- _BRIEF_
Write the data below out in full, exactly as it stands.

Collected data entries

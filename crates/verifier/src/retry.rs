//! Bounded retries for unavailable lookups.

use std::future::Future;
use std::time::Duration;

use async_trait::async_trait;
use backon::{ExponentialBuilder, Retryable};
use common::{DriverId, PassengerId};

use crate::{EntityKind, EntityVerifier, Verification};

/// How often and how patiently a failing call is retried.
///
/// Delays start at `initial_backoff`, double on each retry and never exceed
/// `max_backoff`.
#[derive(Debug, Clone, Copy, PartialEq, Eq)]
pub struct RetryPolicy {
    /// Total attempts, including the first one. Zero is treated as one.
    pub max_attempts: u32,
    pub initial_backoff: Duration,
    pub max_backoff: Duration,
    pub jitter: bool,
}

impl Default for RetryPolicy {
    fn default() -> Self {
        Self {
            max_attempts: 3,
            initial_backoff: Duration::from_millis(100),
            max_backoff: Duration::from_secs(2),
            jitter: true,
        }
    }
}

impl RetryPolicy {
    pub fn new(max_attempts: u32, initial_backoff: Duration) -> Self {
        Self {
            max_attempts,
            initial_backoff,
            max_backoff: initial_backoff.max(Self::default().max_backoff),
            ..Self::default()
        }
    }

    pub fn with_max_backoff(mut self, max_backoff: Duration) -> Self {
        self.max_backoff = max_backoff;
        self
    }

    /// A policy that never retries.
    pub fn none() -> Self {
        Self::new(1, Duration::ZERO)
    }

    /// Backoff for the retries after the first attempt.
    pub fn backoff(&self) -> ExponentialBuilder {
        let builder = ExponentialBuilder::default()
            .with_min_delay(self.initial_backoff)
            .with_max_delay(self.max_backoff.max(self.initial_backoff))
            .with_factor(2.0)
            .with_max_times(self.max_attempts.max(1) as usize - 1);
        if self.jitter {
            builder.with_jitter()
        } else {
            builder
        }
    }
}

/// Retries `Unavailable` outcomes of an inner verifier.
///
/// `Found` and `NotFound` are definitive and returned at once.
#[derive(Debug, Clone)]
pub struct Retrying<V> {
    inner: V,
    policy: RetryPolicy,
}

impl<V: EntityVerifier> Retrying<V> {
    pub fn new(inner: V, policy: RetryPolicy) -> Self {
        Self { inner, policy }
    }

    pub fn inner(&self) -> &V {
        &self.inner
    }

    async fn run<F, Fut>(&self, kind: EntityKind, id: i64, lookup: F) -> Verification
    where
        F: Fn() -> Fut + Send + Sync,
        Fut: Future<Output = Verification> + Send,
    {
        let outcome = (|| async {
            match lookup().await {
                Verification::Unavailable(reason) => Err(reason),
                definitive => Ok(definitive),
            }
        })
        .retry(self.policy.backoff())
        .notify(|reason: &String, delay: Duration| {
            tracing::warn!(
                entity = %kind,
                id,
                delay_ms = delay.as_millis() as u64,
                reason = %reason,
                "Lookup unavailable, retrying"
            );
        })
        .await;

        outcome.unwrap_or_else(|reason| {
            metrics::counter!("verifier_unavailable_total", "entity" => kind.as_str()).increment(1);
            tracing::error!(
                entity = %kind,
                id,
                attempts = self.policy.max_attempts.max(1),
                reason = %reason,
                "Lookup still unavailable, giving up"
            );
            Verification::Unavailable(reason)
        })
    }
}

#[async_trait]
impl<V: EntityVerifier> EntityVerifier for Retrying<V> {
    async fn verify_driver(&self, id: DriverId) -> Verification {
        self.run(EntityKind::Driver, id.as_i64(), || self.inner.verify_driver(id))
            .await
    }

    async fn verify_passenger(&self, id: PassengerId) -> Verification {
        self.run(EntityKind::Passenger, id.as_i64(), || {
            self.inner.verify_passenger(id)
        })
        .await
    }
}

#[cfg(test)]
mod tests {
    use super::*;
    use backon::BackoffBuilder;

    use crate::InMemoryDirectory;

    fn fast_policy(max_attempts: u32) -> RetryPolicy {
        RetryPolicy::new(max_attempts, Duration::from_millis(1))
    }

    #[test]
    fn backoff_doubles_up_to_the_cap() {
        let policy = RetryPolicy {
            max_attempts: 5,
            initial_backoff: Duration::from_millis(100),
            max_backoff: Duration::from_millis(250),
            jitter: false,
        };
        let delays: Vec<_> = policy.backoff().build().collect();
        assert_eq!(
            delays,
            [
                Duration::from_millis(100),
                Duration::from_millis(200),
                Duration::from_millis(250),
                Duration::from_millis(250),
            ]
        );
    }

    #[test]
    fn jittered_backoff_keeps_the_retry_budget() {
        let delays: Vec<_> = RetryPolicy::new(4, Duration::from_millis(10))
            .backoff()
            .build()
            .collect();
        assert_eq!(delays.len(), 3);
    }

    #[test]
    fn single_attempt_policy_has_no_delays() {
        assert_eq!(RetryPolicy::none().backoff().build().count(), 0);
        assert_eq!(RetryPolicy::new(0, Duration::from_millis(5)).backoff().build().count(), 0);
    }

    #[tokio::test]
    async fn transient_outage_is_retried_until_found() {
        let directory = InMemoryDirectory::new().with_drivers([1]);
        directory.fail_next(2);
        let verifier = Retrying::new(directory.clone(), fast_policy(3));

        let outcome = verifier.verify_driver(DriverId::new(1)).await;
        assert_eq!(outcome, Verification::Found);
        assert_eq!(directory.call_count(), 3);
    }

    #[tokio::test]
    async fn persistent_outage_gives_up_after_budget() {
        let directory = InMemoryDirectory::new().with_passengers([1]);
        directory.set_unavailable(true);
        let verifier = Retrying::new(directory.clone(), fast_policy(3));

        let outcome = verifier.verify_passenger(PassengerId::new(1)).await;
        assert!(outcome.is_unavailable());
        assert_eq!(directory.call_count(), 3);
    }

    #[tokio::test]
    async fn not_found_is_not_retried() {
        let directory = InMemoryDirectory::new();
        let verifier = Retrying::new(directory.clone(), fast_policy(5));

        let outcome = verifier.verify_driver(DriverId::new(42)).await;
        assert_eq!(outcome, Verification::NotFound);
        assert_eq!(directory.call_count(), 1);
    }

    #[tokio::test]
    async fn zero_attempts_still_asks_once() {
        let directory = InMemoryDirectory::new().with_drivers([7]);
        let verifier = Retrying::new(directory.clone(), fast_policy(0));

        assert!(verifier.verify_driver(DriverId::new(7)).await.is_found());
        assert_eq!(directory.call_count(), 1);
    }
}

- _YOUR RESPONSE_
filename crates/verifier/src/retry.rs
//! Bounded retries for unavailable lookups.

use std::future::Future;
use std::time::Duration;

use async_trait::async_trait;
use backon::{ExponentialBuilder, Retryable};
use common::{DriverId, PassengerId};

use crate::{EntityKind, EntityVerifier, Verification};

/// How often and how patiently a failing call is retried.
///
/// Delays start at `initial_backoff`, double on each retry and never exceed
/// `max_backoff`.
#[derive(Debug, Clone, Copy, PartialEq, Eq)]
pub struct RetryPolicy {
    /// Total attempts, including the first one. Zero is treated as one.
    pub max_attempts: u32,
    pub initial_backoff: Duration,
    pub max_backoff: Duration,
    pub jitter: bool,
}

impl Default for RetryPolicy {
    fn default() -> Self {
        Self {
            max_attempts: 3,
            initial_backoff: Duration::from_millis(100),
            max_backoff: Duration::from_secs(2),
            jitter: true,
        }
    }
}

impl RetryPolicy {
    pub fn new(max_attempts: u32, initial_backoff: Duration) -> Self {
        Self {
            max_attempts,
            initial_backoff,
            max_backoff: initial_backoff.max(Self::default().max_backoff),
            ..Self::default()
        }
    }

    pub fn with_max_backoff(mut self, max_backoff: Duration) -> Self {
        self.max_backoff = max_backoff;
        self
    }

    /// A policy that never retries.
    pub fn none() -> Self {
        Self::new(1, Duration::ZERO)
    }

    /// Backoff for the retries after the first attempt.
    pub fn backoff(&self) -> ExponentialBuilder {
        let builder = ExponentialBuilder::default()
            .with_min_delay(self.initial_backoff)
            .with_max_delay(self.max_backoff.max(self.initial_backoff))
            .with_factor(2.0)
            .with_max_times(self.max_attempts.max(1) as usize - 1);
        if self.jitter {
            builder.with_jitter()
        } else {
            builder
        }
    }
}

/// Retries `Unavailable` outcomes of an inner verifier.
///
/// `Found` and `NotFound` are definitive and returned at once.
#[derive(Debug, Clone)]
pub struct Retrying<V> {
    inner: V,
    policy: RetryPolicy,
}

impl<V: EntityVerifier> Retrying<V> {
    pub fn new(inner: V, policy: RetryPolicy) -> Self {
        Self { inner, policy }
    }

    pub fn inner(&self) -> &V {
        &self.inner
    }

    async fn run<F, Fut>(&self, kind: EntityKind, id: i64, lookup: F) -> Verification
    where
        F: Fn() -> Fut + Send + Sync,
        Fut: Future<Output = Verification> + Send,
    {
        let outcome = (|| async {
            match lookup().await {
                Verification::Unavailable(reason) => Err(reason),
                definitive => Ok(definitive),
            }
        })
        .retry(self.policy.backoff())
        .notify(|reason: &String, delay: Duration| {
            tracing::warn!(
                entity = %kind,
                id,
                delay_ms = delay.as_millis() as u64,
                reason = %reason,
                "Lookup unavailable, retrying"
            );
        })
        .await;

        outcome.unwrap_or_else(|reason| {
            metrics::counter!("verifier_unavailable_total", "entity" => kind.as_str()).increment(1);
            tracing::error!(
                entity = %kind,
                id,
                attempts = self.policy.max_attempts.max(1),
                reason = %reason,
                "Lookup still unavailable, giving up"
            );
            Verification::Unavailable(reason)
        })
    }
}

#[async_trait]
impl<V: EntityVerifier> EntityVerifier for Retrying<V> {
    async fn verify_driver(&self, id: DriverId) -> Verification {
        self.run(EntityKind::Driver, id.as_i64(), || self.inner.verify_driver(id))
            .await
    }

    async fn verify_passenger(&self, id: PassengerId) -> Verification {
        self.run(EntityKind::Passenger, id.as_i64(), || {
            self.inner.verify_passenger(id)
        })
        .await
    }
}

#[cfg(test)]
mod tests {
    use super::*;
    use backon::BackoffBuilder;

    use crate::InMemoryDirectory;

    fn fast_policy(max_attempts: u32) -> RetryPolicy {
        RetryPolicy::new(max_attempts, Duration::from_millis(1))
    }

    #[test]
    fn backoff_doubles_up_to_the_cap() {
        let policy = RetryPolicy {
            max_attempts: 5,
            initial_backoff: Duration::from_millis(100),
            max_backoff: Duration::from_millis(250),
            jitter: false,
        };
        let delays: Vec<_> = policy.backoff().build().collect();
        assert_eq!(
            delays,
            [
                Duration::from_millis(100),
                Duration::from_millis(200),
                Duration::from_millis(250),
                Duration::from_millis(250),
            ]
        );
    }

    #[test]
    fn jittered_backoff_keeps_the_retry_budget() {
        let delays: Vec<_> = RetryPolicy::new(4, Duration::from_millis(10))
            .backoff()
            .build()
            .collect();
        assert_eq!(delays.len(), 3);
    }

    #[test]
    fn single_attempt_policy_has_no_delays() {
        assert_eq!(RetryPolicy::none().backoff().build().count(), 0);
        assert_eq!(RetryPolicy::new(0, Duration::from_millis(5)).backoff().build().count(), 0);
    }

    #[tokio::test]
    async fn transient_outage_is_retried_until_found() {
        let directory = InMemoryDirectory::new().with_drivers([1]);
        directory.fail_next(2);
        let verifier = Retrying::new(directory.clone(), fast_policy(3));

        let outcome = verifier.verify_driver(DriverId::new(1)).await;
        assert_eq!(outcome, Verification::Found);
        assert_eq!(directory.call_count(), 3);
    }

    #[tokio::test]
    async fn persistent_outage_gives_up_after_budget() {
        let directory = InMemoryDirectory::new().with_passengers([1]);
        directory.set_unavailable(true);
        let verifier = Retrying::new(directory.clone(), fast_policy(3));

        let outcome = verifier.verify_passenger(PassengerId::new(1)).await;
        assert!(outcome.is_unavailable());
        assert_eq!(directory.call_count(), 3);
    }

    #[tokio::test]
    async fn not_found_is_not_retried() {
        let directory = InMemoryDirectory::new();
        let verifier = Retrying::new(directory.clone(), fast_policy(5));

        let outcome = verifier.verify_driver(DriverId::new(42)).await;
        assert_eq!(outcome, Verification::NotFound);
        assert_eq!(directory.call_count(), 1);
    }

    #[tokio::test]
    async fn zero_attempts_still_asks_once() {
        let directory = InMemoryDirectory::new().with_drivers([7]);
        let verifier = Retrying::new(directory.clone(), fast_policy(0));

        assert!(verifier.verify_driver(DriverId::new(7)).await.is_found());
        assert_eq!(directory.call_count(), 1);
    }
}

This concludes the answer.